This coming week is break week for co-op. I am so thankful for breaks- just when I think "I can't TAKE this any more!" we get a break. Unfortunately, I have a lot on my mind with planning for next year and, as the de facto organizer for the co-op, I usually end up on the receiving end of everyone's complaints and problems. Sigh. Some days I want to go back to the good old days of tripping happily through life and letting someone else be in charge. Did I mention I was thankful for this break?
I am so bummed that Papa Murphy's pizza closed. I can never go back to Dominoes or Papa John's.
On the bright side, there is a scrapbooking night at church tomorrow night, and I am so behind on my pictures. It's been several months since I've even ordered prints from Snapfish. I love the idea of digital scrapbooking, but it is so darn expensive to print the pages that I am still stuck in the Dark Ages of photo splits and die cuts. But I love a good scrap night, with some yummy snacks, laughter with friends, and hopefully, lots of completed pages.

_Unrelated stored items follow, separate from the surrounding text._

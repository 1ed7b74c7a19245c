//! Line protocol encode/decode for RDS encoders.
//!
//! Commands are ASCII lines of the form `VERB=payload\r\n`. The encoder
//! answers every line with `OK` or `NO`, terminated by `\r\n`, a bare `\n`,
//! or on some units nothing at all. Only two verbs are used:
//!
//! - `TEXT=` sets the RadioText (at most 64 printable ASCII characters)
//! - `RT+TAG=` sets the RT+ tag pair
//!
//! Anything other than exactly `OK` or `NO` on a response line is
//! [`Response::Malformed`].

use std::fmt;

use bytes::{BufMut, Bytes, BytesMut};

use rdslink_core::MAX_TEXT_LEN;
use rdslink_core::error::{Error, Result};

/// Line terminator appended to every command.
pub const TERMINATOR: &[u8] = b"\r\n";

/// Command verbs understood by the encoder.
#[derive(Debug, Clone, Copy, PartialEq, Eq, Hash)]
pub enum CommandVerb {
    /// `TEXT=`: set RadioText.
    Text,
    /// `RT+TAG=`: set the RT+ tags.
    RtPlusTag,
}

impl CommandVerb {
    /// The verb as it appears on the wire.
    pub fn as_str(&self) -> &'static str {
        match self {
            CommandVerb::Text => "TEXT",
            CommandVerb::RtPlusTag => "RT+TAG",
        }
    }
}

impl fmt::Display for CommandVerb {
    fn fmt(&self, f: &mut fmt::Formatter<'_>) -> fmt::Result {
        f.write_str(self.as_str())
    }
}

/// One validated command line.
#[derive(Debug, Clone, PartialEq, Eq)]
pub struct EncoderCommand {
    verb: CommandVerb,
    payload: String,
}

impl EncoderCommand {
    /// A `TEXT=` command.
    ///
    /// Fails if `text` is longer than 64 characters or contains anything
    /// outside printable ASCII.
    ///
    /// ```
    /// use rdslink_encoder::protocol::EncoderCommand;
    ///
    /// let cmd = EncoderCommand::text("Owl City - Fireflies").unwrap();
    /// assert_eq!(&cmd.encode()[..], b"TEXT=Owl City - Fireflies\r\n");
    /// assert!(EncoderCommand::text("Beyoncé").is_err());
    /// ```
    pub fn text(text: &str) -> Result<Self> {
        if text.len() > MAX_TEXT_LEN {
            return Err(Error::InvalidParameter(format!(
                "TEXT payload is {} characters, limit is {MAX_TEXT_LEN}",
                text.len()
            )));
        }
        if !is_valid_text(text) {
            return Err(Error::InvalidParameter(format!(
                "TEXT payload {text:?} is not printable ASCII"
            )));
        }
        Ok(EncoderCommand {
            verb: CommandVerb::Text,
            payload: text.to_string(),
        })
    }

    /// An `RT+TAG=` command from a rendered tag payload.
    ///
    /// The payload must be eight comma-separated decimal fields.
    pub fn rt_plus_tag(payload: &str) -> Result<Self> {
        let fields: Vec<&str> = payload.split(',').collect();
        let well_formed = fields.len() == 8
            && fields
                .iter()
                .all(|f| !f.is_empty() && f.bytes().all(|b| b.is_ascii_digit()));
        if !well_formed {
            return Err(Error::InvalidParameter(format!(
                "RT+TAG payload {payload:?} is not eight numeric fields"
            )));
        }
        Ok(EncoderCommand {
            verb: CommandVerb::RtPlusTag,
            payload: payload.to_string(),
        })
    }

    /// The command verb.
    pub fn verb(&self) -> CommandVerb {
        self.verb
    }

    /// The argument after `=`.
    pub fn payload(&self) -> &str {
        &self.payload
    }

    /// The command line without its terminator, e.g. `TEXT=A - B`.
    pub fn line(&self) -> String {
        format!("{}={}", self.verb, self.payload)
    }

    /// Wire bytes, terminator included.
    pub fn encode(&self) -> Bytes {
        let verb = self.verb.as_str();
        let mut buf = BytesMut::with_capacity(verb.len() + 1 + self.payload.len() + 2);
        buf.put_slice(verb.as_bytes());
        buf.put_u8(b'=');
        buf.put_slice(self.payload.as_bytes());
        buf.put_slice(TERMINATOR);
        buf.freeze()
    }
}

impl fmt::Display for EncoderCommand {
    fn fmt(&self, f: &mut fmt::Formatter<'_>) -> fmt::Result {
        write!(f, "{}={}", self.verb, self.payload)
    }
}

/// Whether `text` is acceptable as a `TEXT=` payload character set.
pub fn is_valid_text(text: &str) -> bool {
    text.bytes().all(|b| (0x20..=0x7E).contains(&b))
}

/// A parsed response line.
#[derive(Debug, Clone, PartialEq, Eq)]
pub enum Response {
    /// The command was accepted.
    Ok,
    /// The command was refused.
    No,
    /// Anything else, kept verbatim (lossy UTF-8).
    Malformed(String),
}

impl Response {
    /// The response as it appeared on the wire, without terminator.
    pub fn as_str(&self) -> &str {
        match self {
            Response::Ok => "OK",
            Response::No => "NO",
            Response::Malformed(line) => line,
        }
    }
}

/// Result of attempting to decode one response line from a byte buffer.
#[derive(Debug, Clone, PartialEq, Eq)]
pub enum DecodeResult {
    /// A complete response line was decoded.
    Response {
        /// The parsed response.
        response: Response,
        /// Number of bytes consumed from the input buffer.
        consumed: usize,
    },

    /// An empty line; skip `usize` bytes and keep reading.
    Blank(usize),

    /// No complete line yet. More data is needed.
    Incomplete,
}

/// Decode one `\n`-terminated response line from a byte buffer.
///
/// A `\r` before the `\n` is stripped. Returns the first complete line, or
/// [`DecodeResult::Incomplete`] if no newline is present yet.
///
/// ```
/// use rdslink_encoder::protocol::{DecodeResult, Response, decode_response};
///
/// assert_eq!(
///     decode_response(b"OK\r\nNO\r\n"),
///     DecodeResult::Response { response: Response::Ok, consumed: 4 }
/// );
/// assert_eq!(decode_response(b"O"), DecodeResult::Incomplete);
/// ```
pub fn decode_response(buf: &[u8]) -> DecodeResult {
    let Some(newline) = buf.iter().position(|&b| b == b'\n') else {
        return DecodeResult::Incomplete;
    };

    let consumed = newline + 1;
    let mut body = &buf[..newline];
    if let Some(stripped) = body.strip_suffix(b"\r") {
        body = stripped;
    }

    let response = match body {
        b"" => return DecodeResult::Blank(consumed),
        b"OK" => Response::Ok,
        b"NO" => Response::No,
        other => Response::Malformed(String::from_utf8_lossy(other).into_owned()),
    };

    DecodeResult::Response { response, consumed }
}

/// Recognise a reply that arrived without a line terminator.
///
/// Some encoders, and simple simulators, answer a bare `OK` or `NO`. A
/// buffer holding exactly one of those (a trailing `\r` allowed) is taken as
/// that reply; anything else waits for a newline.
///
/// ```
/// use rdslink_encoder::protocol::{Response, decode_unterminated};
///
/// assert_eq!(decode_unterminated(b"OK"), Some(Response::Ok));
/// assert_eq!(decode_unterminated(b"O"), None);
/// ```
pub fn decode_unterminated(buf: &[u8]) -> Option<Response> {
    match buf.strip_suffix(b"\r").unwrap_or(buf) {
        b"OK" => Some(Response::Ok),
        b"NO" => Some(Response::No),
        _ => None,
    }
}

Tonight, I am going out to dinner with John. I am crazy about that man, in spite of the fact that he makes me insane some days. He is my absolute best friend in the whole world. I've never had scads of girlfriends the way some women do. I am private, I enjoy spending time by myself, and I just don't need the talk-time that other women seem to need (to my husband's relief). Even when I was young, I always had just one or two "best friends." Sometimes I'm envious of the relationships that other women have with each other, where they just call up and go out to dinner or a movie together, but I wouldn't trade a bit of that for having a husband as a best friend. So anyway, we're going to dinner tonight, and I am looking forward to spending a fun winter evening with my very most favorite person on this earth. I am a blessed woman.